--- MATERIAL SUPPLIED Enclosed Below ---

//! # orderwire-core
//!
//! Types shared by every orderwire crate:
//!
//! - [`CredentialStore`]: the single, process-scoped access/refresh token slot
//!   read by both the session client and the streaming client
//! - [`RelayError`]: tagged error taxonomy surfaced to consumers
//! - [`protocol`]: constants and frames of the order-stream wire protocol

#![deny(unsafe_code)]

pub mod credentials;
pub mod errors;
pub mod protocol;

pub use credentials::{Credential, CredentialStore};
pub use errors::{RelayError, Result};
//! Shutdown signalling via `CancellationToken`.

use std::time::Duration;

use tokio::task::JoinHandle;
use tokio_util::sync::CancellationToken;
use tracing::{info, warn};

/// Signals the server and every open pair to stop.
#[derive(Debug, Default)]
pub struct ShutdownCoordinator {
    token: CancellationToken,
}

impl ShutdownCoordinator {
    /// New coordinator.
    pub fn new() -> Self {
        Self::default()
    }

    /// Token observed by server tasks.
    pub fn token(&self) -> CancellationToken {
        self.token.clone()
    }

    /// Signal shutdown. Idempotent.
    pub fn shutdown(&self) {
        self.token.cancel();
    }

    /// Whether shutdown was signalled.
    pub fn is_shutting_down(&self) -> bool {
        self.token.is_cancelled()
    }

    /// Signal shutdown and wait up to `timeout` for `handles` to finish.
    pub async fn graceful_shutdown(&self, handles: Vec<JoinHandle<()>>, timeout: Duration) {
        self.shutdown();
        info!(task_count = handles.len(), "waiting for bridge tasks to finish");
        if tokio::time::timeout(timeout, futures::future::join_all(handles))
            .await
            .is_err()
        {
            warn!(?timeout, "bridge shutdown timed out");
        }
    }
}
//! Single-flight token refresh.
//!
//! At most one refresh runs at a time. Callers arriving while it runs share
//! its outcome. The slot is cleared once the refresh settles, including the
//! settling pause after success. A failed refresh is remembered against the
//! access token it tried to replace, so late rejections of that token fail
//! without another refresh call.

use std::sync::Arc;

use futures::FutureExt;
use futures::future::{BoxFuture, Shared};
use tracing::{debug, info, instrument, warn};

use crate::client::ClientInner;
use crate::types::{RefreshRequest, TokenEnvelope};

type SharedOutcome = Shared<BoxFuture<'static, bool>>;

pub(crate) struct PendingRefresh {
    id: u64,
    outcome: SharedOutcome,
}

impl ClientInner {
    /// Refresh after the server rejected `rejected_token`.
    ///
    /// When no refresh is running and the stored token has already moved on
    /// from `rejected_token`, the caller retries with the current token
    /// instead of refreshing again. When a refresh of `rejected_token` has
    /// already failed, the caller fails too.
    pub(crate) async fn refresh_after_rejection(self: &Arc<Self>, rejected_token: &str) -> bool {
        let outcome = {
            let mut slot = self.refresh.lock();
            if let Some(pending) = slot.as_ref() {
                pending.outcome.clone()
            } else if self
                .credentials
                .access_token()
                .is_some_and(|current| current != rejected_token)
            {
                debug!("credential rotated while request was in flight");
                return true;
            } else if self.refresh_failed.lock().as_deref() == Some(rejected_token) {
                debug!("refresh already failed for this token");
                return false;
            } else {
                self.start_refresh(&mut slot)
            }
        };
        outcome.await
    }

    /// Join the running refresh or start one.
    pub(crate) async fn refresh_shared(self: &Arc<Self>) -> bool {
        let outcome = {
            let mut slot = self.refresh.lock();
            match slot.as_ref() {
                Some(pending) => pending.outcome.clone(),
                None => self.start_refresh(&mut slot),
            }
        };
        outcome.await
    }

    fn start_refresh(self: &Arc<Self>, slot: &mut Option<PendingRefresh>) -> SharedOutcome {
        let id = self.next_id();
        let inner = Arc::clone(self);
        let attempted = self.credentials.access_token();
        let task = tokio::spawn(async move {
            let refreshed = inner.perform_refresh().await;
            if refreshed && !inner.config.refresh_settle.is_zero() {
                tokio::time::sleep(inner.config.refresh_settle).await;
            }
            inner.finish_refresh(id, if refreshed { None } else { attempted });
            refreshed
        });
        let outcome = async move { task.await.unwrap_or(false) }.boxed().shared();
        *slot = Some(PendingRefresh {
            id,
            outcome: outcome.clone(),
        });
        outcome
    }

    fn finish_refresh(&self, id: u64, failed_token: Option<String>) {
        let mut slot = self.refresh.lock();
        if slot.as_ref().is_some_and(|pending| pending.id == id) {
            *self.refresh_failed.lock() = failed_token;
            *slot = None;
        }
    }

    #[instrument(skip_all)]
    async fn perform_refresh(&self) -> bool {
        let Some(current) = self.credentials.current() else {
            debug!("no credential to refresh");
            return false;
        };
        let Some(refresh_token) = current.refresh_token.as_deref() else {
            debug!("no refresh token available");
            return false;
        };

        let url = self.config.url(&self.config.refresh_path);
        let response = self
            .http
            .post(&url)
            .bearer_auth(&current.access_token)
            .timeout(self.config.request_timeout)
            .json(&RefreshRequest { refresh_token })
            .send()
            .await;
        let response = match response {
            Ok(response) => response,
            Err(e) => {
                warn!(error = %e, "token refresh request failed");
                return false;
            }
        };

        let status = response.status();
        if !status.is_success() {
            warn!(status = status.as_u16(), "token refresh rejected");
            return false;
        }
        let envelope: TokenEnvelope = match response.json().await {
            Ok(envelope) => envelope,
            Err(e) => {
                warn!(error = %e, "token refresh response unreadable");
                return false;
            }
        };

        match envelope.into_credential(Some(refresh_token)) {
            Ok(credential) => {
                self.credentials.replace(credential);
                info!("access token refreshed");
                true
            }
            Err(message) => {
                warn!(%message, "token refresh unsuccessful");
                false
            }
        }
    }
}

--- End of Enclosed MATERIAL SUPPLIED ---

EXERCISE REQUIREMENTS:
Taking the listing above line by line, say how many lines include the string "attempted", and give only that number.

WRITTEN REPLY:
2